Exercise data:
────────────────────

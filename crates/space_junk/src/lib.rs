//! # Space Junk
//!
//! A single-screen arcade game: the player steers a ship sideways while
//! debris falls from the top of the screen. The first hit ends the game.
//!
//! Debris motion and collision detection are pluggable:
//!
//! - motion: scripted fall-and-spin actions, or a single physics impulse
//! - detection: per-frame bounding-box polling, or physics contacts
//!   classified by category
//!
//! [`GameSession`] ties the systems together and implements
//! [`Application`](arcade_engine::Application), so it runs under the
//! headless [`Engine`](arcade_engine::Engine).

#![warn(missing_docs)]

pub mod categories;
pub mod components;
pub mod config;
pub mod error;
pub mod session;
pub mod stage;
pub mod systems;

pub use categories::{Category, Masks};
pub use components::{EntityKind, Node};
pub use config::{DetectorModel, GameConfig, MotionModel};
pub use error::GameError;
pub use session::{GameSession, SessionState, SessionStats};
pub use stage::Stage;

use arcade_engine::assets::{AssetCatalog, AssetKind};

/// Catalog holding every asset the configuration names
///
/// Used by headless runs where the host can provide anything asked for.
pub fn catalog_for(config: &GameConfig) -> AssetCatalog {
    let mut catalog = AssetCatalog::new()
        .with(AssetKind::Texture, config.assets.ship_sprite.as_str())
        .with(AssetKind::Effect, config.assets.thruster_effect.as_str())
        .with(AssetKind::Scene, config.assets.game_over_scene.as_str())
        .with(AssetKind::Sound, config.audio.background_music.as_str())
        .with(AssetKind::Sound, config.audio.explosion_sound.as_str());
    for sprite in &config.assets.debris {
        catalog.insert(AssetKind::Texture, sprite.name.as_str());
    }
    catalog
}
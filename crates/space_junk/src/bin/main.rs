//! Headless Space Junk run
//!
//! Usage: `space_junk [config.toml|config.ron]`
//!
//! Plays one session with a scripted set of touches, logging audio and scene
//! changes instead of producing them.

use arcade_engine::audio::LogAudio;
use arcade_engine::config::Config;
use arcade_engine::foundation::logging;
use arcade_engine::input::{InputEvent, InputScript, Touch};
use arcade_engine::scene::LogPresenter;
use arcade_engine::Engine;
use space_junk::{catalog_for, GameConfig, GameSession};

const DEFAULT_CONFIG: &str = "config/space_junk.toml";

fn main() -> Result<(), Box<dyn std::error::Error>> {
    logging::init();

    let path = std::env::args().nth(1).unwrap_or_else(|| DEFAULT_CONFIG.to_string());
    let config = GameConfig::load_or_default(&path)?;
    log::info!("Loaded configuration from {}", path);

    let audio = LogAudio::new()
        .with_sound(config.audio.background_music.as_str())
        .with_sound(config.audio.explosion_sound.as_str());
    let presenter = LogPresenter::new().with_scene(config.assets.game_over_scene.as_str());
    let engine_config = config.session.engine_config();
    let script = demo_script(config.session.width);

    let mut session = GameSession::new(config.clone(), catalog_for(&config), audio, presenter)?;
    let report = Engine::run(engine_config, &mut session, script)?;

    let stats = session.stats();
    log::info!(
        "Finished in state {:?} after {} frames ({:.1}s): \
         {} spawned, {} recycled, {} reaped, {} destroyed",
        session.state(),
        report.frames,
        report.simulated_time,
        stats.spawned,
        stats.recycled,
        stats.reaped,
        stats.destroyed
    );
    Ok(())
}

/// Taps on alternating sides, then a slow drag across the screen
fn demo_script(width: f32) -> InputScript {
    let mut script = InputScript::new();
    for step in 0..10u8 {
        let x = if step % 2 == 0 { 0.0 } else { width };
        let touch = Touch::new(0, x, 100.0);
        script.push(f32::from(step) * 0.75 + 0.5, InputEvent::TouchBegan(vec![touch]));
    }
    for step in 0..=20u8 {
        let x = width * f32::from(step) / 20.0;
        let touch = Touch::new(1, x, 100.0);
        script.push(8.0 + f32::from(step) * 0.1, InputEvent::TouchMoved(vec![touch]));
    }
    script
}
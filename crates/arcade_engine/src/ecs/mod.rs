//! Entity table
//!
//! Entities are generational handles into a slot map. Game code holds
//! handles, never references, and resolves them through the [`World`]
//! each tick. A handle to a despawned entity simply resolves to `None`.

pub mod world;
pub mod entity;

pub use world::{World, Spatial};
pub use entity::Entity;

#[cfg(test)]
mod tests;
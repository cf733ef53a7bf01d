//! Entity implementation

slotmap::new_key_type! {
    /// Generational entity handle
    ///
    /// Reusing a slot bumps its generation, so a stale handle never
    /// aliases a newer entity.
    pub struct Entity;
}

impl Entity {
    /// Get the slot index and generation packed into one value (for logging)
    pub fn id(&self) -> u64 {
        slotmap::Key::data(self).as_ffi()
    }
}
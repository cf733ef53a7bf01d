//! Scene presentation
//!
//! A presenter swaps the visible scene. The simulation only names the
//! scene to load and how to fit it to the screen.

/// Screen size in points
#[derive(Debug, Clone, Copy, PartialEq)]
pub struct Viewport {
    /// Width in points
    pub width: f32,
    /// Height in points
    pub height: f32,
}

impl Viewport {
    /// Create a viewport
    pub fn new(width: f32, height: f32) -> Self {
        Self { width, height }
    }
}

impl Default for Viewport {
    fn default() -> Self {
        Self::new(750.0, 1334.0)
    }
}

/// How a presented scene is fitted to the viewport
#[derive(Debug, Clone, Copy, PartialEq, Eq, Default)]
pub enum ScaleMode {
    /// Scale uniformly to cover the viewport, cropping overflow
    #[default]
    AspectFill,
    /// Scale uniformly to fit inside the viewport
    AspectFit,
    /// Stretch to the viewport
    Fill,
    /// Keep the scene's own size
    ResizeFill,
}

/// A loaded scene ready to be shown
#[derive(Debug, Clone, PartialEq, Eq)]
pub struct Presentation {
    /// Scene name
    pub name: String,
}

/// Scene errors
#[derive(thiserror::Error, Debug)]
pub enum SceneError {
    /// No scene with this name exists
    #[error("Scene not found: {0}")]
    NotFound(String),

    /// The scene could not be shown
    #[error("Presentation failed: {0}")]
    PresentFailed(String),
}

/// Host that loads and shows scenes
pub trait ScenePresenter {
    /// Load a scene by name
    fn load(&mut self, name: &str) -> Result<Presentation, SceneError>;

    /// Replace the visible scene
    fn present(&mut self, presentation: Presentation, mode: ScaleMode) -> Result<(), SceneError>;
}

/// Presenter that records presentations instead of drawing them
#[derive(Debug, Default)]
pub struct LogPresenter {
    known: Vec<String>,
    presented: Vec<(Presentation, ScaleMode)>,
}

impl LogPresenter {
    /// Create a presenter with no scenes
    pub fn new() -> Self {
        Self::default()
    }

    /// Register a loadable scene
    pub fn with_scene(mut self, name: impl Into<String>) -> Self {
        self.known.push(name.into());
        self
    }

    /// Every presentation shown so far
    pub fn presented(&self) -> &[(Presentation, ScaleMode)] {
        &self.presented
    }
}

impl ScenePresenter for LogPresenter {
    fn load(&mut self, name: &str) -> Result<Presentation, SceneError> {
        if self.known.iter().any(|known| known == name) {
            Ok(Presentation { name: name.to_string() })
        } else {
            Err(SceneError::NotFound(name.to_string()))
        }
    }

    fn present(&mut self, presentation: Presentation, mode: ScaleMode) -> Result<(), SceneError> {
        log::info!("Presenting scene {} ({:?})", presentation.name, mode);
        self.presented.push((presentation, mode));
        Ok(())
    }
}
//! Touch input
//!
//! The headless engine has no input device; touches come from an
//! [`InputScript`] of time-stamped events delivered between frames.

use crate::foundation::math::Vec2;

/// One finger on the screen
#[derive(Debug, Clone, Copy, PartialEq)]
pub struct Touch {
    /// Finger identifier, stable while the finger stays down
    pub id: u32,
    /// Location in screen space
    pub location: Vec2,
}

impl Touch {
    /// Create a touch at `(x, y)`
    pub fn new(id: u32, x: f32, y: f32) -> Self {
        Self { id, location: Vec2::new(x, y) }
    }
}

/// Touch event delivered to the application
#[derive(Debug, Clone, PartialEq)]
pub enum InputEvent {
    /// Fingers went down
    TouchBegan(Vec<Touch>),
    /// Fingers moved while down
    TouchMoved(Vec<Touch>),
}

/// Time-ordered list of input events to replay
#[derive(Debug, Clone, Default)]
pub struct InputScript {
    events: Vec<(f32, InputEvent)>,
    cursor: usize,
}

impl InputScript {
    /// Create an empty script
    pub fn new() -> Self {
        Self::default()
    }

    /// Schedule an event at `at` seconds of simulated time
    ///
    /// Events scheduled for the same time are delivered in insertion order.
    pub fn push(&mut self, at: f32, event: InputEvent) {
        let index = self.events[self.cursor..]
            .iter()
            .position(|(time, _)| *time > at)
            .map_or(self.events.len(), |offset| self.cursor + offset);
        self.events.insert(index, (at, event));
    }

    /// Builder form of [`push`](Self::push)
    pub fn with(mut self, at: f32, event: InputEvent) -> Self {
        self.push(at, event);
        self
    }

    /// Take every event scheduled at or before `until`
    pub fn due(&mut self, until: f32) -> Vec<InputEvent> {
        let start = self.cursor;
        while self.cursor < self.events.len() && self.events[self.cursor].0 <= until {
            self.cursor += 1;
        }
        self.events[start..self.cursor].iter().map(|(_, event)| event.clone()).collect()
    }

    /// Number of events not yet delivered
    pub fn remaining(&self) -> usize {
        self.events.len() - self.cursor
    }
}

────────────────────

Exercise directions:
Where the listing above has a line with "on the screen", start there, and output every line exactly through the line with "Create a touch", which is also included.

Solution to this problem:
/// One finger on the screen
#[derive(Debug, Clone, Copy, PartialEq)]
pub struct Touch {
    /// Finger identifier, stable while the finger stays down
    pub id: u32,
    /// Location in screen space
    pub location: Vec2,
}

impl Touch {
    /// Create a touch at `(x, y)`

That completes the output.